Trust comes from being able to tango together. Which is not the case between Pakistan and the US, Afghanistan or India. And this lack of trust keeps the people of Pakistan hostage to the vivid imagination, off the wall conspiracies and the skullduggery long practiced by their Army and its intelligence agencies. The institutional development of Pakistan has been held hostage by the machinations of the military. The US has participated in this decline for the longest time and continues to do so.

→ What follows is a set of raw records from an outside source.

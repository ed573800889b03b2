// ============================================================================
// Domain Models Module
// Contains all core domain entities and value objects
// ============================================================================

pub mod config;
pub mod depth;
pub mod ids;
pub mod order;
pub mod order_book;
pub mod trade;

pub use config::{ConfigError, ExchangeConfig};
pub use depth::{Bbo, Depth, DepthLevel};
pub use ids::{CurrencyPair, OrderId, TradeId, TraderId};
pub use order::{Order, OrderError, OrderSnapshot, OrderType, Side, UnknownVariant};
pub use order_book::{BookError, BookSide, LimitOrderBook, LimitOrderBookSnapshot, PriceLevel};
pub use trade::Trade;

// Re-export state machine
pub use order::state::{OrderStatus, OrderStatusTransition};
// ============================================================================
// Recovery
// Rebuilding books and memory images from journaled records
// ============================================================================

use super::{JournalError, JournalRecord};
use crate::domain::{CurrencyPair, LimitOrderBookSnapshot};
use crate::engine::Exchange;
use crate::interfaces::{EventStore, EventSubscriber, OutputEvent, SequencedEvent, SubscriberError};
use std::collections::BTreeMap;

/// Last book snapshot of every pair, by append order.
///
/// Sequence numbers restart with every run, so position in the journal is
/// what decides which snapshot is newest.
pub fn recover_books(records: &[JournalRecord]) -> Vec<LimitOrderBookSnapshot> {
    let mut latest: BTreeMap<&CurrencyPair, &LimitOrderBookSnapshot> = BTreeMap::new();
    for record in records {
        if let OutputEvent::LimitOrderBook(book) = &record.event {
            latest.insert(&book.currency_pair, book);
        }
    }
    latest.into_values().cloned().collect()
}

/// Restore every journaled book into `exchange`.
///
/// Returns the number of books restored. Must run before the exchange is
/// handed to the input sequencer.
pub fn restore_exchange<S: EventStore>(
    exchange: &mut Exchange,
    store: &S,
) -> Result<usize, JournalError> {
    let records = store.read_all()?;
    let books = recover_books(&records);

    for book in &books {
        exchange.restore_book(book)?;
    }

    tracing::info!(records = records.len(), books = books.len(), "Exchange recovered from journal");
    Ok(books.len())
}

/// Feed journaled events to a subscriber, e.g. to rebuild a memory image.
///
/// Events are renumbered from 1 in journal order.
pub fn replay<S: EventSubscriber + ?Sized>(
    records: &[JournalRecord],
    subscriber: &mut S,
) -> Result<u64, SubscriberError> {
    let mut sequence = 0;
    for record in records {
        sequence += 1;
        subscriber.on_event(&SequencedEvent::new(sequence, record.event.clone()))?;
    }
    Ok(sequence)
}
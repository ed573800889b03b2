// ============================================================================
// Journal Module
// Durable record of the output event stream and book recovery from it
// ============================================================================

//! Every output event can be journaled as one checksummed line:
//!
//! ```text
//! <crc32c as 8 hex digits> <JournalRecord as JSON>\n
//! ```
//!
//! The checksum covers the JSON text. Recovery takes the last
//! `LimitOrderBook` snapshot of each pair and rebuilds the books from it.

pub mod journaler;
pub mod record;
pub mod recovery;
pub mod store;

pub use journaler::Journaler;
pub use record::{decode_all, JournalRecord, JOURNAL_VERSION};
pub use recovery::{recover_books, replay, restore_exchange};
pub use store::{FileEventStore, InMemoryEventStore};

use crate::engine::ExchangeError;
use std::io;
use thiserror::Error;

#[derive(Error, Debug)]
pub enum JournalError {
    #[error("IO error: {0}")]
    Io(#[from] io::Error),

    #[error("Serialization error: {0}")]
    Serialization(String),

    #[error("Checksum mismatch on line {line}: stored {stored:08x}, computed {computed:08x}")]
    Checksum { line: usize, stored: u32, computed: u32 },

    #[error("Unsupported record version {version} on line {line}")]
    UnsupportedVersion { line: usize, version: u32 },

    #[error("Corrupt record on line {line}: {reason}")]
    Corrupt { line: usize, reason: String },

    #[error("Failed to restore book: {0}")]
    Restore(#[from] ExchangeError),
}

impl From<serde_json::Error> for JournalError {
    fn from(error: serde_json::Error) -> Self {
        JournalError::Serialization(error.to_string())
    }
}
// ============================================================================
// Read Model Module
// Memory images kept current from the output event stream
// ============================================================================

//! Each image is an [`EventSubscriber`](crate::interfaces::EventSubscriber)
//! and a cheap, cloneable query handle at the same time: attach one clone to
//! the output bus and query through another.

pub mod bbo_image;
pub mod depth_image;
pub mod ohlc_image;
pub mod order_image;

pub use bbo_image::{BboMemoryImage, BboRepresentation};
pub use depth_image::{DepthMemoryImage, DepthRepresentation};
pub use ohlc_image::{bar_time, OhlcBar, OhlcMemoryImage};
pub use order_image::{OrderMemoryImage, OrderRepresentation, TradeRepresentation};
// ============================================================================
// CPU Affinity
// Keeps the matching thread on one core so the book stays cache-hot
// ============================================================================

/// Pin the current thread to a specific CPU core.
///
/// # Returns
/// * `true` if pinning succeeded
/// * `false` if the core doesn't exist or pinning failed
#[cfg(feature = "numa")]
pub(crate) fn pin_current_thread_to_core(core_id: usize) -> bool {
    let core_ids = core_affinity::get_core_ids().unwrap_or_default();

    core_ids
        .into_iter()
        .find(|id| id.id == core_id)
        .map(core_affinity::set_for_current)
        .unwrap_or(false)
}

/// Get all available core IDs on this system.
#[cfg(feature = "numa")]
pub(crate) fn get_available_cores() -> Vec<usize> {
    core_affinity::get_core_ids()
        .unwrap_or_default()
        .into_iter()
        .map(|id| id.id)
        .collect()
}

// ============================================================================
// Stub implementations when numa feature is disabled
// ============================================================================

/// Pin the current thread to a specific CPU core.
///
/// **Note:** This is a no-op stub. Enable the `numa` feature for actual CPU pinning.
#[cfg(not(feature = "numa"))]
pub(crate) fn pin_current_thread_to_core(_core_id: usize) -> bool {
    false
}

/// Get all available core IDs on this system.
///
/// **Note:** This is a stub. Enable the `numa` feature for actual core detection.
#[cfg(not(feature = "numa"))]
pub(crate) fn get_available_cores() -> Vec<usize> {
    let num_cpus = std::thread::available_parallelism()
        .map(|p| p.get())
        .unwrap_or(1);
    (0..num_cpus).collect()
}

/// Pin the matching thread if a core was configured, logging the result.
pub(crate) fn pin_matching_thread(core: Option<usize>) {
    let Some(core_id) = core else {
        return;
    };

    if pin_current_thread_to_core(core_id) {
        tracing::info!(core_id, "Matching thread pinned");
    } else {
        tracing::warn!(
            core_id,
            available = ?get_available_cores(),
            "Could not pin matching thread"
        );
    }
}
//! Crescent CLI - account and session management for the Crescent client.

mod commands;

use clap::{Parser, Subcommand};

/// Crescent CLI - Manage your account and session.
#[derive(Parser)]
#[command(name = "crescent")]
#[command(about = "Crescent client for account and session management")]
#[command(version)]
struct Cli {
    #[command(subcommand)]
    command: Commands,

    /// Log level (trace, debug, info, warn, error)
    #[arg(long, default_value = "warn", global = true)]
    log_level: String,
}

#[derive(Subcommand)]
enum Commands {
    /// Login with email and password
    Login,

    /// Register a new account
    Register,

    /// Verify the email code sent after registration
    Verify {
        /// Email the code was sent to
        #[arg(short, long)]
        email: String,
        /// The numeric verification code
        #[arg(short, long)]
        otp: String,
    },

    /// Logout and clear the session
    Logout,

    /// Show session status
    Status,

    /// Mark onboarding as completed
    Onboard,
}

#[tokio::main]
async fn main() -> anyhow::Result<()> {
    let cli = Cli::parse();
    crescent_core::init_logging(&cli.log_level);

    match cli.command {
        Commands::Login => commands::auth::login().await,
        Commands::Register => commands::auth::register().await,
        Commands::Verify { email, otp } => commands::auth::verify(&email, &otp).await,
        Commands::Logout => commands::auth::logout().await,
        Commands::Status => commands::auth::status().await,
        Commands::Onboard => commands::auth::onboard().await,
    }
}
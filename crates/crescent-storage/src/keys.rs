//! Storage key constants.

/// Storage keys used by the client
pub struct StorageKeys;

impl StorageKeys {
    /// Device identifier (secure store)
    pub const DEVICE_ID: &'static str = "device-id";

    /// Bearer token for the current session (preference store)
    pub const USER_TOKEN: &'static str = "user-token";

    /// JSON-serialized profile of the logged-in user (preference store)
    pub const USER_DATA: &'static str = "user-data";

    /// One-time onboarding completion flag (preference store)
    pub const HAS_ONBOARDED: &'static str = "has-onboarded";
}
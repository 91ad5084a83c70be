//! Logging initialization for the client.

use tracing_subscriber::EnvFilter;

/// Initialize the logging system.
///
/// Sets up tracing with:
/// - Human-readable output on stderr
/// - Log level from RUST_LOG env var or the provided default
///
/// # Arguments
///
/// * `level` - Default log level (trace, debug, info, warn, error)
///
/// # Example
///
/// ```ignore
/// init_logging("info");
/// tracing::info!("Client started");
/// ```
pub fn init_logging(level: &str) {
    let filter = EnvFilter::try_from_default_env().unwrap_or_else(|_| EnvFilter::new(level));

    // try_init so a second call (e.g. from tests) is a no-op instead of a panic
    let _ = tracing_subscriber::fmt()
        .with_env_filter(filter)
        .with_writer(std::io::stderr)
        .with_target(false)
        .try_init();
}
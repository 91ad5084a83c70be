//! Push-token acquisition seam.

use async_trait::async_trait;

/// Source of the push notification token sent with login and registration.
///
/// The push subsystem is an external collaborator; when none is wired in,
/// [`NoPushTokens`] stands in and the API receives a null token, which the
/// backend accepts.
#[async_trait]
pub trait PushTokenProvider: Send + Sync {
    /// Current push token, or `None` if unavailable.
    async fn push_token(&self) -> Option<String>;
}

/// Provider for builds without a push subsystem.
pub struct NoPushTokens;

#[async_trait]
impl PushTokenProvider for NoPushTokens {
    async fn push_token(&self) -> Option<String> {
        None
    }
}
//! Core types, configuration, and utilities for the Crescent client.

mod config;
mod error;
mod logging;
mod paths;

pub use config::{Config, DEFAULT_API_BASE_URL, DEFAULT_LOG_LEVEL};
pub use error::{CoreError, CoreResult};
pub use logging::init_logging;
pub use paths::Paths;
//! Authentication commands.

use super::build_session_manager;
use anyhow::Result;
use crescent_session::validate;
use std::io::{self, Write};

fn prompt(label: &str) -> Result<String> {
    print!("{}: ", label);
    io::stdout().flush()?;
    let mut value = String::new();
    io::stdin().read_line(&mut value)?;
    Ok(value.trim().to_string())
}

/// Login with email and password.
pub async fn login() -> Result<()> {
    let manager = build_session_manager()?;

    if manager.is_authenticated() {
        let snapshot = manager.snapshot();
        let email = snapshot
            .user
            .map(|u| u.email)
            .unwrap_or_else(|| "unknown".to_string());
        println!("Already logged in as {}", email);
        return Ok(());
    }

    let email = prompt("Email")?;
    let password = rpassword::prompt_password("Password: ")?;

    println!("Logging in...");

    if manager.login(&email, &password).await {
        let snapshot = manager.snapshot();
        let who = snapshot
            .user
            .map(|u| u.email)
            .unwrap_or_else(|| "user".to_string());
        println!("Logged in as {}", who);
    } else if let Some(error) = manager.last_error() {
        eprintln!("Login failed: {}", error.message);
    }

    Ok(())
}

/// Register a new account.
pub async fn register() -> Result<()> {
    let manager = build_session_manager()?;

    let username = prompt("Username")?;
    let email = prompt("Email")?;
    let password = rpassword::prompt_password("Password: ")?;
    let confirmation = rpassword::prompt_password("Confirm password: ")?;

    // The confirmation field belongs to this layer, not the session manager
    if let Err(error) = validate::confirmation_matches(&password, &confirmation) {
        eprintln!("{}", error);
        return Ok(());
    }

    if manager.register(&username, &email, &password).await {
        println!("Registered. Check {} for a verification code, then run:", email);
        println!("  crescent verify --email {} --otp <code>", email);
    } else if let Some(error) = manager.last_error() {
        eprintln!("Registration failed: {}", error.message);
    }

    Ok(())
}

/// Verify the email code and establish the first session.
pub async fn verify(email: &str, otp: &str) -> Result<()> {
    let manager = build_session_manager()?;

    if manager.verify_email(email, otp).await {
        println!("Email verified, you are now logged in");
    } else if let Some(error) = manager.last_error() {
        eprintln!("Verification failed: {}", error.message);
    }

    Ok(())
}

/// Logout and clear the session.
pub async fn logout() -> Result<()> {
    let manager = build_session_manager()?;

    // Clears locally whatever the server says
    manager.logout().await;
    println!("Logged out");

    Ok(())
}

/// Show session status.
pub async fn status() -> Result<()> {
    let manager = build_session_manager()?;
    let snapshot = manager.snapshot();

    if let Some(user) = &snapshot.user {
        println!("Auth:       logged in");
        println!("User:       {} <{}>", user.username, user.email);
        println!("Verified:   {}", user.is_verified);
    } else {
        println!("Auth:       not logged in");
    }
    println!("Onboarded:  {}", snapshot.has_onboarded);
    match manager.device_id() {
        Some(device_id) => println!("Device ID:  {}", device_id),
        None => println!("Device ID:  unavailable"),
    }

    Ok(())
}

/// Mark onboarding as completed.
pub async fn onboard() -> Result<()> {
    let manager = build_session_manager()?;
    manager.complete_onboarding();
    println!("Onboarding marked complete");

    Ok(())
}
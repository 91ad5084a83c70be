//! CLI command implementations.

pub mod auth;

use anyhow::{Context, Result};
use crescent_auth_api::HttpAuthApi;
use crescent_core::{Config, Paths};
use crescent_session::{NoPushTokens, SessionManager};
use crescent_storage::{create_storage, PreferenceStore, SessionVault};
use std::sync::Arc;

/// Compose a session manager from the on-disk state and configuration.
///
/// This is the root composition point: the manager is built here once per
/// invocation and passed down to the command that needs it.
pub fn build_session_manager() -> Result<SessionManager> {
    let paths = Paths::new().context("Failed to resolve client directories")?;
    let config = Config::load(&paths).context("Failed to load configuration")?;

    let secure = create_storage().context("Failed to open platform secure storage")?;
    let prefs = PreferenceStore::open(paths.preferences_file());
    let vault = SessionVault::new(secure, prefs);

    let api =
        HttpAuthApi::new(config.api_base_url.clone()).context("Failed to construct API client")?;

    Ok(SessionManager::initialize(
        vault,
        Arc::new(api),
        Arc::new(NoPushTokens),
    ))
}
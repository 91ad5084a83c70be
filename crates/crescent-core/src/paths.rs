//! File system paths for the client.

use crate::{CoreError, CoreResult};
use std::path::PathBuf;

/// Config filename under the base directory.
const CONFIG_FILE_NAME: &str = "config.json";
/// Preference store filename under the base directory.
const PREFERENCES_FILE_NAME: &str = "preferences.json";

/// Manages file system paths for the client.
#[derive(Debug, Clone)]
pub struct Paths {
    /// Base directory for client files (~/.crescent)
    base_dir: PathBuf,
}

impl Paths {
    /// Create a new Paths instance rooted at `~/.crescent`.
    pub fn new() -> CoreResult<Self> {
        let home = dirs::home_dir()
            .ok_or_else(|| CoreError::Path("Could not determine home directory".to_string()))?;

        Ok(Self {
            base_dir: home.join(".crescent"),
        })
    }

    /// Create a new Paths instance with a custom base directory.
    pub fn with_base_dir(base_dir: PathBuf) -> Self {
        Self { base_dir }
    }

    /// Get the base directory (~/.crescent).
    pub fn base_dir(&self) -> &PathBuf {
        &self.base_dir
    }

    /// Get the config file path (~/.crescent/config.json).
    pub fn config_file(&self) -> PathBuf {
        self.base_dir.join(CONFIG_FILE_NAME)
    }

    /// Get the preference store path (~/.crescent/preferences.json).
    pub fn preferences_file(&self) -> PathBuf {
        self.base_dir.join(PREFERENCES_FILE_NAME)
    }

    /// Create the base directory if it doesn't exist.
    pub fn ensure_dirs(&self) -> CoreResult<()> {
        std::fs::create_dir_all(&self.base_dir)?;
        Ok(())
    }
}
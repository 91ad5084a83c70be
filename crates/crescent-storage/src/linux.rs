//! Linux Secret Service implementation.

use crate::{SecureStorage, StorageError, StorageResult};
use secret_service::{blocking::SecretService, EncryptionType};
use std::collections::HashMap;
use tracing::debug;

/// Secret Service based secure storage for Linux.
pub struct SecretServiceStorage {
    service_name: String,
}

impl SecretServiceStorage {
    /// Create a new Secret Service storage instance.
    pub fn new(service_name: &str) -> StorageResult<Self> {
        // Verify we can connect to Secret Service
        SecretService::connect(EncryptionType::Dh).map_err(|e| {
            StorageError::Platform(format!("Failed to connect to Secret Service: {}", e))
        })?;

        Ok(Self {
            service_name: service_name.to_string(),
        })
    }

    fn with_collection<F, T>(&self, f: F) -> StorageResult<T>
    where
        F: FnOnce(&secret_service::blocking::Collection) -> StorageResult<T>,
    {
        let ss = SecretService::connect(EncryptionType::Dh)
            .map_err(|e| StorageError::Platform(e.to_string()))?;

        let collection = ss
            .get_default_collection()
            .map_err(|e| StorageError::Platform(e.to_string()))?;

        // Unlock the collection if needed
        if collection.is_locked().unwrap_or(false) {
            collection.unlock().map_err(|e| {
                StorageError::Platform(format!("Failed to unlock collection: {}", e))
            })?;
        }

        f(&collection)
    }

    fn build_attributes<'a>(&'a self, key: &'a str) -> HashMap<&'a str, &'a str> {
        let mut attrs = HashMap::new();
        attrs.insert("service", self.service_name.as_str());
        attrs.insert("key", key);
        attrs
    }
}

impl SecureStorage for SecretServiceStorage {
    fn set(&self, key: &str, value: &str) -> StorageResult<()> {
        debug!(service = %self.service_name, key = %key, "Setting secret");

        // Delete existing item first
        let _ = self.delete(key);

        self.with_collection(|collection| {
            let attrs = self.build_attributes(key);
            let label = format!("{}/{}", self.service_name, key);

            collection
                .create_item(
                    &label,
                    attrs,
                    value.as_bytes(),
                    true, // replace
                    "text/plain",
                )
                .map_err(|e| StorageError::Platform(e.to_string()))?;

            Ok(())
        })
    }

    fn get(&self, key: &str) -> StorageResult<Option<String>> {
        debug!(service = %self.service_name, key = %key, "Getting secret");

        self.with_collection(|collection| {
            let attrs = self.build_attributes(key);

            let items = collection
                .search_items(attrs)
                .map_err(|e| StorageError::Platform(e.to_string()))?;

            if items.is_empty() {
                return Ok(None);
            }

            let secret = items[0]
                .get_secret()
                .map_err(|e| StorageError::Platform(e.to_string()))?;

            let value =
                String::from_utf8(secret).map_err(|e| StorageError::Encoding(e.to_string()))?;

            Ok(Some(value))
        })
    }

    fn delete(&self, key: &str) -> StorageResult<bool> {
        debug!(service = %self.service_name, key = %key, "Deleting secret");

        self.with_collection(|collection| {
            let attrs = self.build_attributes(key);

            let items = collection
                .search_items(attrs)
                .map_err(|e| StorageError::Platform(e.to_string()))?;

            if items.is_empty() {
                return Ok(false);
            }

            items[0]
                .delete()
                .map_err(|e| StorageError::Platform(e.to_string()))?;

            Ok(true)
        })
    }
}

#[cfg(test)]
mod tests {
    use super::*;

    const TEST_SERVICE: &str = "dev.crescent.mobile.test";

    #[test]
    #[ignore] // Requires Linux Secret Service (D-Bus)
    fn test_secret_service_operations() {
        let storage = SecretServiceStorage::new(TEST_SERVICE).unwrap();

        // Clean up from previous test runs
        let _ = storage.delete("test_key");

        // Test set and get
        storage.set("test_key", "test_value").unwrap();
        assert_eq!(
            storage.get("test_key").unwrap(),
            Some("test_value".to_string())
        );

        // Test overwrite
        storage.set("test_key", "new_value").unwrap();
        assert_eq!(
            storage.get("test_key").unwrap(),
            Some("new_value".to_string())
        );

        // Test has
        assert!(storage.has("test_key").unwrap());
        assert!(!storage.has("nonexistent").unwrap());

        // Test delete
        assert!(storage.delete("test_key").unwrap());
        assert!(!storage.delete("test_key").unwrap());
        assert_eq!(storage.get("test_key").unwrap(), None);
    }
}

Post-Osama the first Pak-US meeting involves Sen. John Kerry and the Army Chief. Rubbing the point to the people that foreigners respect the Army more than they do the civilian authorities. Government of India, unfortunately, has deemed this policy makes eminent sense and has encouraged its High Commission to open talks with the military leadership in Pakistan. Civilians have to be strengthened in Pakistan, not a military that has brought much misery and shame to the country. If that were the policy from the beginning there would never have been a home for Osama bin Laden in Abbottabad.